■ Data extracts ■
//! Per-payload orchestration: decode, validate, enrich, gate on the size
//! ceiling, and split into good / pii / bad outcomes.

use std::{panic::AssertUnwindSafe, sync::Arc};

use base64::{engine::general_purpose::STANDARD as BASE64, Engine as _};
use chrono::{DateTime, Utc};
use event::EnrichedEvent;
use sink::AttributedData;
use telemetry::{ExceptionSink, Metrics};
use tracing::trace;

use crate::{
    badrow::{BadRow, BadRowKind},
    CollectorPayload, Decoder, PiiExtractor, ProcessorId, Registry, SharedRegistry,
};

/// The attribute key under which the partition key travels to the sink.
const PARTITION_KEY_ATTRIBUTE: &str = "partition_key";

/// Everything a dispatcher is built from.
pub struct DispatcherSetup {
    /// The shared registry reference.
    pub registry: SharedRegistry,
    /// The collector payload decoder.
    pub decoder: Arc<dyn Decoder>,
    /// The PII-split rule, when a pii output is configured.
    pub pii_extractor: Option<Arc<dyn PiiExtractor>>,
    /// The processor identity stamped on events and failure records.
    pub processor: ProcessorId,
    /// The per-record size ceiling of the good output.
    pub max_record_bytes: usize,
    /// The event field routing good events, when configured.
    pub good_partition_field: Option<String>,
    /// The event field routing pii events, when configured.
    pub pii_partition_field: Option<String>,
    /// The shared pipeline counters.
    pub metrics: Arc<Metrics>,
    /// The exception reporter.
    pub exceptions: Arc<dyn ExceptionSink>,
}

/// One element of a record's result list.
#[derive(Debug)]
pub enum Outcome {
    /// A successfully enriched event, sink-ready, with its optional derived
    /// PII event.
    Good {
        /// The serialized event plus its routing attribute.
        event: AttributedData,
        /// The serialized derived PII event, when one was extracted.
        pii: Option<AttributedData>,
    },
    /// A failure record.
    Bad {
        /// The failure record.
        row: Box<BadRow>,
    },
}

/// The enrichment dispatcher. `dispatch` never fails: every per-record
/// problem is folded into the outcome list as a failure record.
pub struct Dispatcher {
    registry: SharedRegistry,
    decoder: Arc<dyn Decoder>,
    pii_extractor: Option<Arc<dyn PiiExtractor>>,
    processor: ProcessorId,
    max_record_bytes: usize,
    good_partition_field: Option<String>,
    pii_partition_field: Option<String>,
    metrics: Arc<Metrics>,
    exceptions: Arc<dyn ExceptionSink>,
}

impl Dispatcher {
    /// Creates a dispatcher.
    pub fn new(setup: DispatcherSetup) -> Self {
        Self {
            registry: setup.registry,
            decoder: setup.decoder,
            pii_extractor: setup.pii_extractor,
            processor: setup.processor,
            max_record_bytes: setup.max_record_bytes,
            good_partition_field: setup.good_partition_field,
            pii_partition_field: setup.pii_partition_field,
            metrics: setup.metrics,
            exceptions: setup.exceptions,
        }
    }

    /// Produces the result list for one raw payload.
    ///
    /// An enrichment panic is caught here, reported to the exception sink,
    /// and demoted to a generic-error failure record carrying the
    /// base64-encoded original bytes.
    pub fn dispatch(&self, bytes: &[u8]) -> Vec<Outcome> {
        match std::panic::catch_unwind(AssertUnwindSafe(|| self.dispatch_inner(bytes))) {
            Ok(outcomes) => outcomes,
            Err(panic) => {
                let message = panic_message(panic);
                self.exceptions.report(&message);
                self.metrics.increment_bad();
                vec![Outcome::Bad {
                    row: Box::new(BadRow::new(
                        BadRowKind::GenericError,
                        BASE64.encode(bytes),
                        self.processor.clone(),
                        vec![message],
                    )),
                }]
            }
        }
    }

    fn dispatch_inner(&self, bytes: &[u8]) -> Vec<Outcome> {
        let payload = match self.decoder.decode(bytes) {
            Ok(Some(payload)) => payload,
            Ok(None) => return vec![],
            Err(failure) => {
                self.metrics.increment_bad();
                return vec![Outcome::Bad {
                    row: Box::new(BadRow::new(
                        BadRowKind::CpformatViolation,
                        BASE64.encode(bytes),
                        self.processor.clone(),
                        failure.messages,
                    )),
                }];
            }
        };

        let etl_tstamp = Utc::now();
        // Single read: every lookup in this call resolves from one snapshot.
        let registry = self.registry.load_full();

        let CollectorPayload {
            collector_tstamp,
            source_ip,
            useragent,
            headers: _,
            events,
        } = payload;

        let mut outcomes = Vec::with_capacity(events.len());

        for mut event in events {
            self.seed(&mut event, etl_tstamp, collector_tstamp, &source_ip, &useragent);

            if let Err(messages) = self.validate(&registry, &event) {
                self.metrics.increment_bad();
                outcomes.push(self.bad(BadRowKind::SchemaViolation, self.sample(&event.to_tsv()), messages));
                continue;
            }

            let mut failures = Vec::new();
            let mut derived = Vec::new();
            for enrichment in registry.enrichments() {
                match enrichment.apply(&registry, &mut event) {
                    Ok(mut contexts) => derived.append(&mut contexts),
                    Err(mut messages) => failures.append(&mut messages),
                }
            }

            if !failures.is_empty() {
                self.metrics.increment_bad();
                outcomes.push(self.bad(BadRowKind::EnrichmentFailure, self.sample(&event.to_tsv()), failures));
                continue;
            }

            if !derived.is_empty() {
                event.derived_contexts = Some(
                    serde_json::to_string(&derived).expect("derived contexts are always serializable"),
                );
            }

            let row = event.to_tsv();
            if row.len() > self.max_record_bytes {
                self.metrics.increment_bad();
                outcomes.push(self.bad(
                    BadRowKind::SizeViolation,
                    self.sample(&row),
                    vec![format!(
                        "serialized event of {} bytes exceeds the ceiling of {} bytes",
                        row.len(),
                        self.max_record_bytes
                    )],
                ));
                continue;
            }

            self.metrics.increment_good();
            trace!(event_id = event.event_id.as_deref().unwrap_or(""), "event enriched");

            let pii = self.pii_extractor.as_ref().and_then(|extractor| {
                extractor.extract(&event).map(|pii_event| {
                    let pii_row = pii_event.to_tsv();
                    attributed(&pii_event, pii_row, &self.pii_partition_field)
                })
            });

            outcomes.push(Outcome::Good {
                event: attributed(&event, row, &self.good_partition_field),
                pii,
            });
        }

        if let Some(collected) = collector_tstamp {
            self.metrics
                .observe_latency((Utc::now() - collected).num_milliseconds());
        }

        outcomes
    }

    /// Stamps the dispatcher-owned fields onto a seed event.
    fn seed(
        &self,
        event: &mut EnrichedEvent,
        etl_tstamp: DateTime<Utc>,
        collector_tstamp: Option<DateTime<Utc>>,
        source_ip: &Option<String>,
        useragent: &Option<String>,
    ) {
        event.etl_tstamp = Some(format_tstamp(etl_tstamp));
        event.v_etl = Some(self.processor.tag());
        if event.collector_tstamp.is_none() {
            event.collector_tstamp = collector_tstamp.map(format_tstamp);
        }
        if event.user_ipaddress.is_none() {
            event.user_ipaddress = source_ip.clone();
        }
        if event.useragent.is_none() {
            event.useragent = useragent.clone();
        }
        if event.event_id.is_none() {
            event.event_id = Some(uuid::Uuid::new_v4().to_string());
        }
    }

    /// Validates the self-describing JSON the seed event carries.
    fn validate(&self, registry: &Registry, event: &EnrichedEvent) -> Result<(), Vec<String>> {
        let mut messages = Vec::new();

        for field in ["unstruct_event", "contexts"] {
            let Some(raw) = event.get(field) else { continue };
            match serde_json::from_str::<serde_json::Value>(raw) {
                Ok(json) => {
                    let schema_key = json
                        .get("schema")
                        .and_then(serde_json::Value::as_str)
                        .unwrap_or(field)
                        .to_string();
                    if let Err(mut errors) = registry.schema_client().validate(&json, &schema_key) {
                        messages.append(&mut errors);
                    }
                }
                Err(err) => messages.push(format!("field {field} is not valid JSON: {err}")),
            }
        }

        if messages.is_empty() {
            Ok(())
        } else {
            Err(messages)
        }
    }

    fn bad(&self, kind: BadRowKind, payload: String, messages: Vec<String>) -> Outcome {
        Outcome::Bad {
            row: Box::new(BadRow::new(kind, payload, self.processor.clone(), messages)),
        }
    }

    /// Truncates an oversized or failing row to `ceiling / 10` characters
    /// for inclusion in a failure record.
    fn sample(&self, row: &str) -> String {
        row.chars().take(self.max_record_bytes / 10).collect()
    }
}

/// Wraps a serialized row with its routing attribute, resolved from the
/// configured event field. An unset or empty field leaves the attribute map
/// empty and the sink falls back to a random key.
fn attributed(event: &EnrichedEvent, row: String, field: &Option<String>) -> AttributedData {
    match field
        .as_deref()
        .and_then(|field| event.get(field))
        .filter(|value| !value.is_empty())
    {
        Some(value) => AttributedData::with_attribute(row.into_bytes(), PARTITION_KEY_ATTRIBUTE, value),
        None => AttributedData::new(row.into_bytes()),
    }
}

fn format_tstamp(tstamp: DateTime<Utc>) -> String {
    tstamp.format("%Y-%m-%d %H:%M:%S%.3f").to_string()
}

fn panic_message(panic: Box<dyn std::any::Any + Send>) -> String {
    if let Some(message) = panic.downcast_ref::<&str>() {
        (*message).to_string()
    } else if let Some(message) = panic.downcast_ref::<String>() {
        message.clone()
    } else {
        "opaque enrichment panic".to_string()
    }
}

■ Problem details ■
Determine how many lines of the entries hold "serialized", and reply with that number only.

■ Written solution ■
4